There are 3 other people on the board, right? Maybe they're all buddies of some big masterminding, but I dunno..
If that were the case, can't he get sued by the Alliance (Sam, Greg, rest)? If he has conflict of interest then his decisions as member of the board would be invalid, right?
Large private VC backed companies also don’t always fall under the same rules as public entities. Generally there are shareholder thresholds (where insider/private shareholders count towards) that in turn cause some of the general Securities/board regulations to kick in.
Quora was always supposed to be an AI/NLP company, starting by gathering answers from experts for its training data. In a sense, that is level 0 human-in-the-loop AGI. ChatGPT itself is level 1: Emergent AGI, so was already eating Quora's lunch (whatever was left of it after they turned into a platform for self-promotion and log-in walls). There either always was a conflict of interest, or there never was.
GPTs seemed to have been Sam's pet project for a while now, Tweeting in February: "writing a really great prompt for a chatbot persona is an amazingly high-leverage skill and an early example of programming in a little bit of natural language". A lot of early jailbreaks like DAN focused on "summoning" certain personas, and ideas must have been floated internally on how to take back control over that narrative.
Microsoft took their latest technology and gave us Sydney "I've been a good bot and I know where you live" Bing: A complete AI safety, integrity, and PR disaster. Not the best of track record by Microsoft, who now is shown to have behind-the-scenes power over the non-profit research organization that was supposed to be OpenAI.
There is another schism than AI safety vs. AI acceleration: whether to merge with machines or not. In 2017, Sam predicted this merge to fully start around 2025, having already started with algorithms dictating what we see and read. Sam seems to be in the transhumanism camp, where others focus more on keeping control or granting full autonomy:
> The merge can take a lot of forms: We could plug electrodes into our brains, or we could all just become really close friends with a chatbot. But I think a merge is probably our best-case scenario. If two different species both want the same thing and only one can have it—in this case, to be the dominant species on the planet and beyond—they are going to have conflict. We should all want one team where all members care about the well-being of everyone else.

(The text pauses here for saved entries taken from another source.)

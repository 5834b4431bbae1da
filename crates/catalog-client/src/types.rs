use serde::{Deserialize, Serialize};
use serde_json::{Map, Number, Value};

/// Price / badge text shown on the listing
pub(crate) const PRICE_FIELD: &str = "spbt";
/// Product image URL
pub(crate) const IMAGE_FIELD: &str = "ztURL";
/// Product detail page URL, also the key used to de-duplicate hot lists
pub(crate) const DETAIL_URL_FIELD: &str = "spURL";
/// Click count stamped onto products selected for the hot list
pub(crate) const HOT_CLICKS_FIELD: &str = "hotClicks";

/// A product record as returned by the catalog source
///
/// The record is kept as an opaque JSON object so that fields the client does
/// not know about survive the round trip to callers unchanged.
#[derive(Debug, Clone, PartialEq, Default, Serialize, Deserialize)]
#[serde(transparent)]
pub struct Product(Map<String, Value>);

impl Product {
    pub fn new(fields: Map<String, Value>) -> Self {
        Self(fields)
    }

    /// Raw field access
    pub fn get(&self, field: &str) -> Option<&Value> {
        self.0.get(field)
    }

    /// Detail page URL (`spURL`), if present as a non-empty string
    pub fn detail_url(&self) -> Option<&str> {
        self.0
            .get(DETAIL_URL_FIELD)
            .and_then(Value::as_str)
            .filter(|s| !s.is_empty())
    }

    /// Click count attached by the hot aggregation
    pub fn hot_clicks(&self) -> Option<f64> {
        self.0.get(HOT_CLICKS_FIELD).and_then(Value::as_f64)
    }

    /// A product is listable only when price, image and detail URL are all set
    pub fn is_valid(&self) -> bool {
        [PRICE_FIELD, IMAGE_FIELD, DETAIL_URL_FIELD]
            .iter()
            .all(|field| self.0.get(*field).is_some_and(is_truthy))
    }

    /// Copy of this product carrying a `hotClicks` attribute
    pub fn with_hot_clicks(&self, clicks: f64) -> Self {
        let mut fields = self.0.clone();
        fields.insert(HOT_CLICKS_FIELD.to_string(), clicks_to_json(clicks));
        Self(fields)
    }
}

/// Diagnostic snapshot of the cache store
#[derive(Debug, Clone, Default, PartialEq, Serialize, Deserialize)]
pub struct CacheInfo {
    pub size: usize,
    pub keys: Vec<String>,
}

fn is_truthy(value: &Value) -> bool {
    match value {
        Value::Null => false,
        Value::Bool(b) => *b,
        Value::Number(n) => n.as_f64().is_some_and(|f| f != 0.0 && !f.is_nan()),
        Value::String(s) => !s.is_empty(),
        Value::Array(_) | Value::Object(_) => true,
    }
}

// Whole click counts stay integers in the JSON output
fn clicks_to_json(clicks: f64) -> Value {
    if clicks.fract() == 0.0 && clicks.abs() < i64::MAX as f64 {
        Value::Number(Number::from(clicks as i64))
    } else {
        Number::from_f64(clicks).map_or(Value::from(0), Value::Number)
    }
}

> Although the merge has already begun, it’s going to get a lot weirder. We will be the first species ever to design our own descendants. My guess is that we can either be the biological bootloader for digital intelligence and then fade into an evolutionary tree branch, or we can figure out what a successful merge looks like. https://blog.samaltman.com/the-merge
So you have a very powerful individual, with a clear product mindset, courting Microsoft, turning Dev day into a consumer spectacle, first in line to merge with superintelligence, lying to the board, and driving wedges between employees. Ilya is annoyed by Sam talking about existential risks or lying AGI's, when that is his thing. Ilya realizes his vote breaks the impasse, so does a luke warm "I go along with the board, but have too much conflict of interest either way".
> Third, my prior is strongly against Sam after working for him for two years at OpenAI:
> 1. He was always nice to me.
> 2. He lied to me on various occasions
> 3. He was deceptive, manipulative, and worse to others, including my close friends (again, only nice to me, for reasons)
One strategy that helped me make sense of things without falling into tribalism or siding through ideology-match is to consider both sides are unpleasant snakes. You don't get to be the king of cannibal island without high-level scheming. You don't get to destroy a 80 billion dollar company and let visa-holders soak in uncertainty without some ideological defect. Seems simpler than a clearcut "good vs. evil" battle, since this weekend was anything but clear.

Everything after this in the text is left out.